Effectiveness, advantages and dangers
Very little is known scientifically about how to change your own attitudes or about the effects of doing so. There is a great deal of clinical and practical knowledge about these matters, however. Love one another is an old idea (but we can't do it yet). Quite a bit is known about persuading others (see chapter 13), mostly sales. Most of the attitudes mentioned above sound beneficial and have been advocated by outstanding philosophers, therapists, and wise people. But, the ramifications of broad general attitudes, such as "I'm in control of my life" or "tolerance of others," are so vast that the precise measurement necessary for science has not yet been done. The limited research findings (primarily about self-efficacy) are theory-oriented, proving only that thinking you are effective is associated with being effective. Research findings are not very practical thus far in terms of actually showing us how to build self-efficacy and gain control of our lives. The research will probably become more personally useful in the next 10 to 20 years.

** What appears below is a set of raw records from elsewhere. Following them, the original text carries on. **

impl Layer {
    /// Open (or create) the layer stored at `<stack_path>/layers/<id>`
    ///
    /// `init` seeds the structural info when nothing is persisted yet. A
    /// persisted shard that can no longer be loaded leaves the layer unbound.
    pub fn open(env: LayerEnv, stack: &str, stack_path: &str, id: u32, init: LayerInit, index: usize) -> Result<Self> {
        let path = join(&join(stack_path, "layers"), &id.to_string());
        let label = format!("{}/{}", stack, id);

        let mut initial = Map::new();
        initial.insert(KEY_SHARD.to_string(), json!(init.shard_uuid));
        initial.insert(KEY_ACTIVE.to_string(), json!(init.active));
        initial.insert(KEY_INDEX.to_string(), json!(index));
        initial.insert(KEY_LOCAL_PALETTE.to_string(), json!(init.use_local_palette));
        let info = Cache::open(env.storage.clone(), join(&path, INFO_FILE), initial, None)?;

        let variables = VariableRegistry::open(env.storage.clone(), join(&path, VARS_FILE), label.clone())?;
        let mut private = VariableRegistry::open(
            env.storage.clone(),
            join(&path, PRIVATE_VARS_FILE),
            format!("{}/private", label),
        )?;
        declare_private(&mut private)?;

        let mut layer = Self {
            id,
            label,
            path,
            env,
            active: info.get(KEY_ACTIVE).ok().and_then(JsonValue::as_bool).unwrap_or(true),
            index: info
                .get(KEY_INDEX)
                .ok()
                .and_then(JsonValue::as_u64)
                .map_or(index, |i| i as usize),
            use_local_palette: info
                .get(KEY_LOCAL_PALETTE)
                .ok()
                .and_then(JsonValue::as_bool)
                .unwrap_or(false),
            info,
            variables,
            private,
            shard: None,
            renders: 0,
        };

        if let Some(uuid) = layer.shard_uuid() {
            if let Err(e) = layer.attach(&uuid) {
                warn!(layer = %layer.label, shard = %uuid, error = %e, "layer left unbound");
            }
        }
        debug!(layer = %layer.label, state = ?layer.state(), "layer opened");
        Ok(layer)
    }

    /// Stable identifier within the stack
    pub fn id(&self) -> u32 {
        self.id
    }

    /// `<stack>/<id>` label used in logs and owner names
    pub fn label(&self) -> &str {
        &self.label
    }

    /// Storage directory of this layer
    pub fn path(&self) -> &str {
        &self.path
    }

    /// Position within the stack's composition order
    pub fn index(&self) -> usize {
        self.index
    }

    pub fn is_active(&self) -> bool {
        self.active
    }

    pub fn is_bound(&self) -> bool {
        self.shard.is_some()
    }

    pub fn use_local_palette(&self) -> bool {
        self.use_local_palette
    }

    /// Number of frames this layer has drawn successfully
    pub fn renders(&self) -> u64 {
        self.renders
    }

    pub fn state(&self) -> LayerState {
        match (&self.shard, self.active) {
            (None, _) => LayerState::Unbound,
            (Some(_), true) => LayerState::Active,
            (Some(_), false) => LayerState::Inactive,
        }
    }

    /// Identifier of the bound (or persisted) shard
    pub fn shard_uuid(&self) -> Option<String> {
        self.info
            .get(KEY_SHARD)
            .ok()
            .and_then(JsonValue::as_str)
            .map(str::to_string)
    }

    /// Author-facing variables
    pub fn variables(&self) -> &VariableRegistry {
        &self.variables
    }

    pub fn variables_mut(&mut self) -> &mut VariableRegistry {
        &mut self.variables
    }

    /// Compositor-facing variables
    pub fn private_variables(&self) -> &VariableRegistry {
        &self.private
    }

    pub fn private_variables_mut(&mut self) -> &mut VariableRegistry {
        &mut self.private
    }

    /// Selected blending mode
    pub fn blending_mode(&self) -> BlendingMode {
        self.private
            .option(VAR_BLENDING)
            .ok()
            .and_then(BlendingMode::from_name)
            .unwrap_or_default()
    }

    /// Selected composition mode
    pub fn composition_mode(&self) -> CompositionMode {
        self.private
            .option(VAR_COMPOSITION)
            .ok()
            .and_then(CompositionMode::from_name)
            .unwrap_or_default()
    }

    /// Bind a freshly loaded instance of `uuid` and activate the layer
    pub fn bind(&mut self, uuid: &str) -> Result<()> {
        self.attach(uuid)?;
        self.set_active(true)?;
        info!(layer = %self.label, shard = %uuid, "shard bound");
        Ok(())
    }

    /// Drop the bound shard
    pub fn unbind(&mut self) -> Result<()> {
        self.info.set(KEY_SHARD, JsonValue::Null)?;
        self.shard = None;
        info!(layer = %self.label, "shard unbound");
        Ok(())
    }

    /// Persist and apply the active flag
    pub fn set_active(&mut self, active: bool) -> Result<()> {
        self.info.set(KEY_ACTIVE, active)?;
        self.active = active;
        Ok(())
    }

    /// Persist and apply the local palette flag
    pub fn set_use_local_palette(&mut self, enabled: bool) -> Result<()> {
        self.info.set(KEY_LOCAL_PALETTE, enabled)?;
        self.use_local_palette = enabled;
        Ok(())
    }

    /// Record a new composition position
    ///
    /// The in-memory index is always updated; the error reports a failed
    /// durable write.
    pub(crate) fn set_index(&mut self, index: usize) -> Result<()> {
        self.index = index;
        if self.info.get(KEY_INDEX).ok().and_then(JsonValue::as_u64) == Some(index as u64) {
            return Ok(());
        }
        self.info.set(KEY_INDEX, index)
    }

    /// Structural info as reported to the control surface
    pub fn info(&self) -> LayerInfo {
        LayerInfo {
            id: self.id,
            shard_uuid: self.shard_uuid(),
            active: self.active,
            index: self.index,
            use_local_palette: self.use_local_palette,
            state: self.state(),
        }
    }

    /// Apply several structural settings with one durable write
    ///
    /// Accepts `shard_uuid`, `active` and `use_local_palette`. `id` and
    /// `index` are read-only here; reorder layers through the stack. A new
    /// `shard_uuid` rebinds the layer.
    pub fn merge_info(&mut self, updates: Map<String, JsonValue>) -> Result<()> {
        for (key, value) in &updates {
            match key.as_str() {
                KEY_SHARD => match value {
                    JsonValue::Null => {}
                    JsonValue::String(uuid) if self.env.shards.contains(uuid) => {}
                    JsonValue::String(uuid) => {
                        return Err(LightstackError::ShardNotFound { shard: uuid.clone() })
                    }
                    other => return Err(LightstackError::validation(key, other, "expected a shard identifier")),
                },
                KEY_ACTIVE | KEY_LOCAL_PALETTE => {
                    if !value.is_boolean() {
                        return Err(LightstackError::validation(key, value, "expected a boolean"));
                    }
                }
                "id" | KEY_INDEX => {
                    return Err(LightstackError::validation(key, value, "read-only"));
                }
                _ => return Err(LightstackError::validation(key, value, "unknown layer setting")),
            }
        }

        let rebind = match updates.get(KEY_SHARD) {
            Some(JsonValue::String(uuid)) if self.shard_uuid().as_deref() != Some(uuid.as_str()) => {
                Some(Some(self.prepare(uuid)?))
            }
            Some(JsonValue::Null) => Some(None),
            _ => None,
        };
        self.info.merge(updates)?;

        self.active = self.info.get(KEY_ACTIVE).ok().and_then(JsonValue::as_bool).unwrap_or(self.active);
        self.use_local_palette = self
            .info
            .get(KEY_LOCAL_PALETTE)
            .ok()
            .and_then(JsonValue::as_bool)
            .unwrap_or(self.use_local_palette);

        match rebind {
            Some(Some((shard, variables))) => {
                self.variables = variables;
                self.shard = Some(shard);
            }
            Some(None) => self.shard = None,
            None => {}
        }
        Ok(())
    }

    /// Draw one frame into `canvas`
    ///
    /// A failure (error or panic) inside the routine is reported to the log
    /// sink and deactivates the layer; it never propagates.
    pub fn run(&mut self, canvas: &mut Canvas, inputs: RenderInputs<'_>) -> RunOutcome {
        if !self.active {
            return RunOutcome::Skipped;
        }
        let Some(shard) = self.shard.as_mut() else {
            return RunOutcome::Skipped;
        };

        let palette = if self.use_local_palette {
            self.private.color_sequence(VAR_PALETTE).unwrap_or(inputs.palette)
        } else {
            inputs.palette
        };
        let mut frame = Frame {
            canvas: &mut *canvas,
            variables: &self.variables,
            palette,
            audio: inputs.audio,
            time: inputs.time,
        };

        let result = panic::catch_unwind(AssertUnwindSafe(|| shard.advance(&mut frame)))
            .unwrap_or_else(|payload| Err(RenderFault::new(panic_reason(payload.as_ref()))));

        match result {
            Ok(()) => {
                let brightness = self.private.float(VAR_BRIGHTNESS).unwrap_or(1.0);
                canvas.scale(brightness);
                self.renders += 1;
                RunOutcome::Rendered
            }
            Err(fault) => {
                self.fault(fault);
                RunOutcome::Faulted
            }
        }
    }

    fn fault(&mut self, fault: RenderFault) {
        self.env.log.log_exception(&LightstackError::Render {
            layer: self.label.clone(),
            source: fault,
        });
        self.active = false;
        if let Err(e) = self.info.set(KEY_ACTIVE, false) {
            warn!(layer = %self.label, error = %e, "could not persist deactivation");
        }
    }

    /// Load `uuid` into a fresh public registry and record the binding
    fn attach(&mut self, uuid: &str) -> Result<()> {
        let (shard, variables) = self.prepare(uuid)?;
        if self.shard_uuid().as_deref() != Some(uuid) {
            self.info.set(KEY_SHARD, uuid)?;
        }
        self.variables = variables;
        self.shard = Some(shard);
        Ok(())
    }

    /// Load `uuid` and declare its variables without touching `info`
    ///
    /// A different shard starts from an empty vars file. If declaration
    /// fails the previous vars file is put back.
    fn prepare(&self, uuid: &str) -> Result<(Box<dyn FrameProducer>, VariableRegistry)> {
        let mut shard = self.env.shards.load(uuid)?;
        let storage = &self.env.storage;
        let vars_path = join(&self.path, VARS_FILE);

        let previous = if self.shard_uuid().as_deref() != Some(uuid) {
            let previous = storage.read(&vars_path)?;
            storage.remove(&vars_path)?;
            previous
        } else {
            None
        };

        let declared = VariableRegistry::open(storage.clone(), vars_path.clone(), self.label.clone())
            .and_then(|mut variables| shard.declare(&mut variables).map(|()| variables));
        match declared {
            Ok(variables) => Ok((shard, variables)),
            Err(e) => {
                if let Some(contents) = previous {
                    if let Err(restore) = storage.write(&vars_path, &contents) {
                        warn!(layer = %self.label, error = %restore, "could not restore variables");
                    }
                }
                Err(e)
            }
        }
    }
}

There are no known dangers but some are conceivable: beliefs in self-efficacy may exaggerate how much control you actually have and could lead to an unrealistic sense of self-responsibility; a demanding philosophy of life may increase stress and guilt; an accepting attitude based on determinism may reduce your zeal to wipe out injustice and so on. These risks seem small relative to the gains some of these attitudes might yield.